* Material provided:
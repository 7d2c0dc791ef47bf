//! Single-file FITS to PNG conversion.
//!
//! The pipeline order matters and matches how the training data has always
//! been produced:
//!
//! 1. load (optionally rotate the map 180° and crop it on the sky)
//! 2. clip to the range
//! 3. optionally divide by the clipped header median
//! 4. optionally take |v| and raise `min` to 0
//! 5. scale `[min, max]` to `[0, 255]`
//! 6. Lanczos resize, vertical flip, and a 180° turn for instruments
//!    that need one and were not already rotated during cropping

use crate::config::{ClipRange, ConversionOptions};
use crate::error::ConvertError;
use crate::sky::{CropRegion, SolarMap};
use image::GrayImage;
use ndarray::Array2;
use shared::fits::FitsImageFile;
use shared::image_proc::{
    array2_to_gray_image, flip_vertical, resize_lanczos, rotate_180, save_u8_image, scale_to_u8,
};
use std::path::Path;
use tracing::{debug, info};

/// Header keyword holding the precomputed image median.
pub const MEDIAN_KEY: &str = "DATAMEDN";

/// Parameters for converting one science file.
#[derive(Debug, Clone)]
pub struct ConversionRequest<'a> {
    /// File identifier, the filename without `.fits`.
    pub name: &'a str,
    pub source: &'a Path,
    pub destination: &'a Path,
    pub range: ClipRange,
    pub width: u32,
    pub height: u32,
    pub options: ConversionOptions,
    /// Crop to this sky region; `None` keeps the full native array.
    pub crop: Option<&'a CropRegion>,
}

/// Convert one FITS file and write the PNG to `request.destination`.
pub fn convert_file(request: &ConversionRequest<'_>) -> Result<(), ConvertError> {
    info!("{}", request.name);

    let mut file = FitsImageFile::open(request.source)?;
    let pixels = load_pixels(&mut file, request.options.rotate, request.crop)?;

    let median = if request.options.normalize {
        let median = file
            .read_f64(MEDIAN_KEY)?
            .ok_or_else(|| ConvertError::MissingMedian(request.name.to_string()))?;
        Some(median)
    } else {
        None
    };

    let raster = scale_pixels(pixels, median, request.range, request.options.abs)?;
    let rotate_after = request.options.rotate && request.crop.is_none();
    let image = orient(&raster, request.width, request.height, rotate_after);

    save_u8_image(&image, request.destination)?;
    debug!("Wrote {}", request.destination.display());
    Ok(())
}

/// Native array, or the cropped (and optionally pre-rotated) map.
pub fn load_pixels(
    file: &mut FitsImageFile,
    rotate: bool,
    crop: Option<&CropRegion>,
) -> Result<Array2<f64>, ConvertError> {
    let Some(region) = crop else {
        return Ok(file.read_data()?);
    };

    let mut map = SolarMap::from_fits(file)?;
    if rotate {
        map = map.rotate_180();
    }
    region.apply(&map)
}

/// Clip, normalize, abs and quantize to 8 bits.
pub fn scale_pixels(
    pixels: Array2<f64>,
    median: Option<f64>,
    range: ClipRange,
    abs: bool,
) -> Result<Array2<u8>, ConvertError> {
    let mut pixels = pixels.mapv_into(|v| range.clamp(v));

    if let Some(median) = median {
        let median = range.clamp(median);
        if median == 0.0 || !median.is_finite() {
            return Err(ConvertError::UnusableMedian(median));
        }
        pixels.mapv_inplace(|v| v / median);
    }

    let range = if abs {
        pixels.mapv_inplace(f64::abs);
        range.floored_at_zero()?
    } else {
        range
    };

    debug!("Scaling {} (span {}) to 8 bits", range, range.span());
    Ok(scale_to_u8(&pixels, range.min(), range.max()))
}

/// Resize and fix orientation. FITS rows run bottom-up, hence the flip.
pub fn orient(raster: &Array2<u8>, width: u32, height: u32, rotate_after: bool) -> GrayImage {
    let image = array2_to_gray_image(raster);
    let image = resize_lanczos(&image, width, height);
    let image = flip_vertical(&image);
    if rotate_after {
        rotate_180(&image)
    } else {
        image
    }
}
//! Train/test routing by acquisition month.
//!
//! SDO filenames are dot-separated, e.g.
//! `aia.lev1.2021-09-15T000000Z.image_lev1.fits`; the third field holds
//! the observation date. September and October are held out for testing.

use crate::error::ConvertError;

/// Months (as two-digit strings) routed to the test split.
const TEST_MONTHS: [&str; 2] = ["09", "10"];

#[derive(Debug, Clone, Copy, PartialEq, Eq, Hash)]
pub enum DatasetSplit {
    Train,
    Test,
}

impl DatasetSplit {
    pub fn dir_name(&self) -> &'static str {
        match self {
            DatasetSplit::Train => "TRAIN",
            DatasetSplit::Test => "TEST",
        }
    }

    pub fn for_month(month: &str) -> Self {
        if TEST_MONTHS.contains(&month) {
            DatasetSplit::Test
        } else {
            DatasetSplit::Train
        }
    }

    pub fn for_filename(filename: &str) -> Result<Self, ConvertError> {
        acquisition_month(filename).map(|month| Self::for_month(&month))
    }
}

/// Date field of the filename with dashes removed: `2021-09-15T000000Z`
/// becomes `20210915T000000Z`.
pub fn acquisition_date(filename: &str) -> Result<String, ConvertError> {
    filename
        .split('.')
        .nth(2)
        .map(|field| field.replace('-', ""))
        .ok_or_else(|| ConvertError::MalformedFilename(filename.to_string()))
}

/// Two-digit month, characters `[4, 6)` of [`acquisition_date`].
pub fn acquisition_month(filename: &str) -> Result<String, ConvertError> {
    let date = acquisition_date(filename)?;
    date.get(4..6)
        .map(str::to_string)
        .ok_or_else(|| ConvertError::MalformedFilename(filename.to_string()))
}

#[cfg(test)]
mod tests {
    use super::*;

    #[test]
    fn test_september_goes_to_test() {
        let name = "aia.lev1.2021-09-15T000000Z.image_lev1.fits";
        assert_eq!(acquisition_date(name).unwrap(), "20210915T000000Z");
        assert_eq!(acquisition_month(name).unwrap(), "09");
        assert_eq!(DatasetSplit::for_filename(name).unwrap(), DatasetSplit::Test);
    }

    #[test]
    fn test_october_goes_to_test() {
        let name = "hmi.m_45s.2020-10-01T120000Z.magnetogram.fits";
        assert_eq!(DatasetSplit::for_filename(name).unwrap(), DatasetSplit::Test);
    }

    #[test]
    fn test_other_months_go_to_train() {
        for month in ["01", "02", "03", "04", "05", "06", "07", "08", "11", "12"] {
            let name = format!("aia.lev1.2019-{month}-03T000000Z.image_lev1.fits");
            assert_eq!(
                DatasetSplit::for_filename(&name).unwrap(),
                DatasetSplit::Train,
                "month {month}"
            );
        }
    }

    #[test]
    fn test_malformed_filenames() {
        assert!(matches!(
            DatasetSplit::for_filename("aia_only.fits"),
            Err(ConvertError::MalformedFilename(_))
        ));
        assert!(matches!(
            DatasetSplit::for_filename("aia.lev1.2021.fits"),
            Err(ConvertError::MalformedFilename(_))
        ));
    }

    #[test]
    fn test_dir_names() {
        assert_eq!(DatasetSplit::Train.dir_name(), "TRAIN");
        assert_eq!(DatasetSplit::Test.dir_name(), "TEST");
    }
}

* Exercise objective: I would like you to report every line in the listing above that contains "ClipRange".

* Answer to the problem:
use crate::config::{ClipRange, ConversionOptions};
    pub range: ClipRange,
    range: ClipRange,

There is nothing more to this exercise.